The cascade is free infrastructure. When you mask it behind a component API, you end up building a worse version in JavaScript.
Resetting my mental defaults
The hardest part was not the code. It was my own reflexes.
For a long time my default move was:
- Need a dialog? Install a dialog component.
- Need tabs? Install a tabs package or grab some headless primitives.
- Need a table? Surely there is a table library for that.
Now my default is different:
- Can native HTML do this?
- Can I get 80 percent of the way with a simple pattern and some CSS?
- Is this truly complex enough to justify another dependency?
Surprise: most of the time, the answer to the last question is no.
Dialogs? The native element is decent now. Tabs? It is a few buttons and some CSS. Tables? HTML already has a data table. You just need to style it and maybe sprinkle a tiny bit of behavior.
I am not against libraries for gnarly problems. Accessibility around complex widgets, for example, is hard. But I do not want a 40kb CSS payload for a few ARIA attributes and keyboard handlers.
Performance is a product feature
I build creative web experiences for a living. Fancy animations, micro-interactions, scroll effects, the fun stuff. That work gets a lot easier if you start from a lean baseline.
If the browser is already wading through a swamp of layout thrash and bloated CSS, your nice smooth animation will look like a slideshow on cheaper devices. You feel that especially hard on mobile Safari.
Going back to vanilla CSS cut my baseline cost so much that I can “afford” more interactivity where it actually matters. I get to spend my performance budget on visible delight, not on invisible plumbing.
That tradeoff is very simple in my head now:
- Less framework styling, more room for real features.

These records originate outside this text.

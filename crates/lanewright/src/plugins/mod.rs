//! Plugin implementations
//!
//! `process` lays out swimlane diagrams, `hierarchy` lays out value chain
//! and SIPOC overview boards, `remote` publishes them and `orchestrator`
//! ties everything into a pipeline.

pub mod hierarchy;
pub mod orchestrator;
pub mod process;
pub mod remote;

pub use hierarchy::*;
pub use orchestrator::*;
pub use process::*;
pub use remote::*;
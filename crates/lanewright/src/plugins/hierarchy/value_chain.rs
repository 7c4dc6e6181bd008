//! Value chain board
//!
//! A title bar, then one frame per band (primary, support, management)
//! stacked top to bottom. Macroprocesses sit side by side inside their
//! frame; the primary band is chained left to right.

use std::collections::BTreeMap;

use tracing::{debug, info, span, warn, Level};

use super::board::{BoardColor, BoardConnector, BoardDiagram, BoardKind, BoardShape};
use super::model::{Macroprocess, MacroprocessKind, OrganizationHierarchy, ValueChain};
use crate::core::{HierarchyConfig, ProcessError};

pub const FRAME_PADDING: f64 = 30.0;
pub const FRAME_HEADER_HEIGHT: f64 = 50.0;
pub const TITLE_HEIGHT: f64 = 60.0;
/// Distance from the top of the title to the first frame
pub const TITLE_ADVANCE: f64 = 80.0;
pub const ORIGIN: (f64, f64) = (100.0, 100.0);

const TITLE_COLOR: BoardColor = BoardColor::new("#37474F", "#37474F");
const HEADER_COLOR: BoardColor = BoardColor::new("#FAFAFA", "#9E9E9E");
const CHAIN_COLOR: &str = "#1976D2";

fn band_colors(kind: MacroprocessKind) -> (BoardColor, BoardColor) {
    match kind {
        MacroprocessKind::Primary => (
            BoardColor::new("#BBDEFB", "#1976D2"),
            BoardColor::new("#E3F2FD", "#1976D2"),
        ),
        MacroprocessKind::Support => (
            BoardColor::new("#C8E6C9", "#388E3C"),
            BoardColor::new("#E8F5E9", "#388E3C"),
        ),
        MacroprocessKind::Management => (
            BoardColor::new("#FFE0B2", "#F57C00"),
            BoardColor::new("#FFF3E0", "#F57C00"),
        ),
    }
}

fn band_title(kind: MacroprocessKind) -> &'static str {
    match kind {
        MacroprocessKind::Primary => "PRIMARY MACROPROCESSES",
        MacroprocessKind::Support => "SUPPORT MACROPROCESSES",
        MacroprocessKind::Management => "MANAGEMENT MACROPROCESSES",
    }
}

/// Lays out a value chain in three bands
#[derive(Debug, Clone)]
pub struct ValueChainLayout {
    macro_width: f64,
    macro_height: f64,
    spacing_x: f64,
    spacing_y: f64,
}

impl Default for ValueChainLayout {
    fn default() -> Self {
        Self {
            macro_width: 180.0,
            macro_height: 80.0,
            spacing_x: 40.0,
            spacing_y: 30.0,
        }
    }
}

impl ValueChainLayout {
    pub fn new() -> Self {
        Self::default()
    }

    /// Sizes from the `[hierarchy]` configuration section
    pub fn from_config(config: &HierarchyConfig) -> Self {
        Self::new()
            .with_macro_size(config.macro_width, config.macro_height)
            .with_spacing(config.macro_spacing_x, config.macro_spacing_y)
    }

    pub fn with_macro_size(mut self, width: f64, height: f64) -> Self {
        self.macro_width = width;
        self.macro_height = height;
        self
    }

    /// Gap between macroprocesses in a band, and between bands
    pub fn with_spacing(mut self, x: f64, y: f64) -> Self {
        self.spacing_x = x;
        self.spacing_y = y;
        self
    }

    /// Lay out the hierarchy's value chain
    pub fn layout_hierarchy(
        &self,
        hierarchy: &OrganizationHierarchy,
    ) -> Result<BoardDiagram, ProcessError> {
        hierarchy.validate()?;
        let chain = hierarchy.value_chain.as_ref().ok_or_else(|| {
            ProcessError::invalid_hierarchy("value chain", "hierarchy has no value chain")
        })?;
        self.layout(chain, &hierarchy.macroprocesses)
    }

    /// Lay out a value chain; band entries missing from `macroprocesses`
    /// are skipped
    pub fn layout(
        &self,
        chain: &ValueChain,
        macroprocesses: &BTreeMap<String, Macroprocess>,
    ) -> Result<BoardDiagram, ProcessError> {
        let span = span!(Level::INFO, "layout_value_chain", value_chain = %chain.id);
        let _enter = span.enter();

        for (name, value) in [
            ("macro_width", self.macro_width),
            ("macro_height", self.macro_height),
        ] {
            if !(value > 0.0) {
                return Err(ProcessError::config_error(format!(
                    "value chain {} must be positive, got {}",
                    name, value
                )));
            }
        }
        for (name, value) in [("spacing_x", self.spacing_x), ("spacing_y", self.spacing_y)] {
            if !(value >= 0.0) {
                return Err(ProcessError::config_error(format!(
                    "value chain {} must be non-negative, got {}",
                    name, value
                )));
            }
        }

        let bands: Vec<(MacroprocessKind, Vec<&Macroprocess>)> = MacroprocessKind::ALL
            .iter()
            .map(|&kind| {
                let members = chain
                    .band(kind)
                    .iter()
                    .filter_map(|id| {
                        let found = macroprocesses.get(id);
                        if found.is_none() {
                            warn!(macroprocess_id = %id, band = %kind, "Unknown macroprocess skipped");
                        }
                        found
                    })
                    .collect();
                (kind, members)
            })
            .collect();

        let widest = bands.iter().map(|(_, m)| m.len()).max().unwrap_or(0).max(1);
        let frame_width = widest as f64 * (self.macro_width + self.spacing_x) + 2.0 * FRAME_PADDING;
        let frame_height = self.macro_height + FRAME_HEADER_HEIGHT + 2.0 * FRAME_PADDING;
        let (x, mut y) = ORIGIN;

        let mut shapes = vec![BoardShape {
            id: "vc_title".to_string(),
            content: format!("VALUE CHAIN\n{}", chain.name),
            x,
            y,
            width: frame_width,
            height: TITLE_HEIGHT,
            color: TITLE_COLOR,
            font_size: 18,
            macroprocess_id: None,
        }];
        y += TITLE_ADVANCE;

        let mut connectors = Vec::new();
        for (kind, members) in &bands {
            let (frame_color, macro_color) = band_colors(*kind);
            let frame_id = format!("frame_{}", kind);
            shapes.push(BoardShape {
                id: frame_id.clone(),
                content: String::new(),
                x,
                y,
                width: frame_width,
                height: frame_height,
                color: frame_color,
                font_size: 12,
                macroprocess_id: None,
            });
            shapes.push(BoardShape {
                id: format!("{}_title", frame_id),
                content: band_title(*kind).to_string(),
                x: x + FRAME_PADDING,
                y: y + 10.0,
                width: frame_width - 2.0 * FRAME_PADDING,
                height: FRAME_HEADER_HEIGHT - 20.0,
                color: HEADER_COLOR,
                font_size: 14,
                macroprocess_id: None,
            });

            let first = shapes.len();
            for (index, macroprocess) in members.iter().enumerate() {
                shapes.push(BoardShape {
                    id: macroprocess.id.clone(),
                    content: macroprocess.name.clone(),
                    x: x + FRAME_PADDING + index as f64 * (self.macro_width + self.spacing_x),
                    y: y + FRAME_HEADER_HEIGHT + FRAME_PADDING,
                    width: self.macro_width,
                    height: self.macro_height,
                    color: macro_color,
                    font_size: 12,
                    macroprocess_id: Some(macroprocess.id.clone()),
                });
            }
            if *kind == MacroprocessKind::Primary {
                for pair in shapes[first..].windows(2) {
                    connectors.push(BoardConnector::between(&pair[0], &pair[1], CHAIN_COLOR));
                }
            }
            debug!(band = %kind, members = members.len(), "Band placed");
            y += frame_height + self.spacing_y;
        }

        let mut metadata = BTreeMap::new();
        let fields = [
            ("organization", &chain.organization),
            ("mission", &chain.mission),
            ("vision", &chain.vision),
        ];
        for (key, value) in fields {
            if let Some(value) = value {
                metadata.insert(key.to_string(), value.clone());
            }
        }

        let diagram = BoardDiagram {
            kind: BoardKind::ValueChain,
            name: chain.name.clone(),
            description: chain.description.clone(),
            shapes,
            connectors,
            width: frame_width + 2.0 * ORIGIN.0,
            height: y + 50.0,
            metadata,
        };
        info!(
            shapes = diagram.shapes.len(),
            connectors = diagram.connectors.len(),
            "Value chain laid out"
        );
        Ok(diagram)
    }
}

#[cfg(test)]
mod tests {
    use super::*;

    fn hierarchy() -> OrganizationHierarchy {
        let mut hierarchy = OrganizationHierarchy::default();
        let mut chain = ValueChain::new("VC", "Acme");
        chain.organization = Some("Acme Ltd".to_string());
        chain.primary_macroprocesses = vec!["sell".into(), "make".into(), "ship".into()];
        chain.support_macroprocesses = vec!["hr".into(), "ghost".into()];
        hierarchy.value_chain = Some(chain);
        for (id, name, kind) in [
            ("sell", "Sell", MacroprocessKind::Primary),
            ("make", "Make", MacroprocessKind::Primary),
            ("ship", "Ship", MacroprocessKind::Primary),
            ("hr", "People", MacroprocessKind::Support),
        ] {
            hierarchy.add_macroprocess(Macroprocess::new(id, name, kind));
        }
        hierarchy
    }

    #[test]
    fn test_frame_dimensions() {
        let diagram = ValueChainLayout::new().layout_hierarchy(&hierarchy()).unwrap();
        // 3 * (180 + 40) + 2 * 30
        let frame = diagram.shape("frame_primary").unwrap();
        assert_eq!(frame.width, 720.0);
        assert_eq!(frame.height, 190.0);
        assert_eq!((frame.x, frame.y), (100.0, 180.0));
        assert_eq!(diagram.shape("frame_support").unwrap().y, 400.0);
        assert_eq!(diagram.shape("frame_management").unwrap().y, 620.0);
        assert_eq!(diagram.width, 920.0);
        assert_eq!(diagram.height, 890.0);
    }

    #[test]
    fn test_macroprocess_positions() {
        let diagram = ValueChainLayout::new().layout_hierarchy(&hierarchy()).unwrap();
        let make = diagram.shape("make").unwrap();
        assert_eq!((make.x, make.y), (350.0, 260.0));
        assert_eq!((make.width, make.height), (180.0, 80.0));
        assert_eq!(make.macroprocess_id.as_deref(), Some("make"));
        assert_eq!(diagram.shape("hr").unwrap().y, 480.0);
        assert!(diagram.shape("ghost").is_none());
    }

    #[test]
    fn test_primary_band_is_chained() {
        let diagram = ValueChainLayout::new().layout_hierarchy(&hierarchy()).unwrap();
        let pairs: Vec<(&str, &str)> = diagram
            .connectors
            .iter()
            .map(|c| (c.source_id.as_str(), c.target_id.as_str()))
            .collect();
        assert_eq!(pairs, vec![("sell", "make"), ("make", "ship")]);
        let first = &diagram.connectors[0];
        assert_eq!(first.waypoints[0].x, 310.0);
        assert_eq!(first.waypoints[1].x, 350.0);
        assert_eq!(first.waypoints[0].y, first.waypoints[1].y);
    }

    #[test]
    fn test_macroprocesses_inside_their_frame() {
        let diagram = ValueChainLayout::new().layout_hierarchy(&hierarchy()).unwrap();
        let frame = diagram.shape("frame_primary").unwrap();
        for id in ["sell", "make", "ship"] {
            let shape = diagram.shape(id).unwrap();
            assert!(shape.x >= frame.x && shape.right() <= frame.right());
            assert!(shape.y >= frame.y && shape.bottom() <= frame.bottom());
        }
    }

    #[test]
    fn test_empty_chain_keeps_one_slot() {
        let mut hierarchy = OrganizationHierarchy::default();
        hierarchy.value_chain = Some(ValueChain::new("VC", "Empty"));
        let diagram = ValueChainLayout::new().layout_hierarchy(&hierarchy).unwrap();
        assert_eq!(diagram.shape("frame_primary").unwrap().width, 280.0);
        assert_eq!(diagram.shapes.len(), 7);
        assert!(diagram.connectors.is_empty());
    }

    #[test]
    fn test_metadata_and_title() {
        let diagram = ValueChainLayout::new().layout_hierarchy(&hierarchy()).unwrap();
        assert_eq!(diagram.kind, BoardKind::ValueChain);
        assert_eq!(diagram.shapes[0].content, "VALUE CHAIN\nAcme");
        assert_eq!(diagram.metadata.get("organization").map(String::as_str), Some("Acme Ltd"));
        assert!(!diagram.metadata.contains_key("mission"));
    }

    #[test]
    fn test_missing_value_chain() {
        let err = ValueChainLayout::new()
            .layout_hierarchy(&OrganizationHierarchy::default())
            .unwrap_err();
        assert!(matches!(err, ProcessError::InvalidHierarchy { .. }));
    }

    #[test]
    fn test_sizes_from_config() {
        let config = HierarchyConfig {
            macro_width: 100.0,
            macro_spacing_x: 20.0,
            ..HierarchyConfig::default()
        };
        let diagram = ValueChainLayout::from_config(&config)
            .layout_hierarchy(&hierarchy())
            .unwrap();
        // 3 * (100 + 20) + 2 * 30
        assert_eq!(diagram.shape("frame_primary").unwrap().width, 420.0);
        assert_eq!(diagram.shape("ship").unwrap().x, 370.0);
    }

    #[test]
    fn test_invalid_sizes_rejected() {
        let err = ValueChainLayout::new()
            .with_macro_size(0.0, 80.0)
            .layout_hierarchy(&hierarchy())
            .unwrap_err();
        assert!(matches!(err, ProcessError::Config { .. }));

        let err = ValueChainLayout::new()
            .with_spacing(f64::NAN, 10.0)
            .layout_hierarchy(&hierarchy())
            .unwrap_err();
        assert!(err.to_string().contains("spacing_x"));
    }
}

- Less abstraction, more direct control.
- Less magic, fewer surprises when I profile.
When I still reach for a library
I am not running a purity cult. I still reach for libraries, but the bar is higher.
I will usually accept a dependency if:
- It solves a real, complex problem that is hard to get right alone. Think date handling, not buttons.
- It can be tree-shaken aggressively and does not drag half the ecosystem with it.
- It has an escape hatch that lets me control the DOM and CSS output.
For UI, that typically means very focused, headless primitives that stay out of my styling. I bring my own CSS and layout. The library handles keyboard traps, focus management, and ARIA details.
If a UI toolkit insists on owning my visual design and ships a giant stylesheet by default, I am out.
Try it on your next feature, not your next project
You do not need to rewrite your whole app to feel this difference. Start smaller.
Pick one new feature and make a rule: no new component library for the UI, only vanilla CSS and the primitives you already have. Then actually measure.
- Run Lighthouse or WebPageTest before and after.
- Use the coverage tab in Chrome devtools to see unused CSS percentages.
- Profile JS execution around interactions that touch your UI widgets.
Commit numbers to a README or a Notion page. Treat it like a mini research project. If the performance win is tiny and the developer pain is huge, you can go back to your old habits with data in hand.
For me the data went the other way. The performance gains were big, the extra work dropped quickly as I built a tiny in-house system, and debugging got more straightforward.
So I stopped using component libraries as the default. Vanilla CSS is my first choice again. Not because I am nostalgic, but because shipping less code is the best optimization I know.
If you care about performance, you should at least make it compete.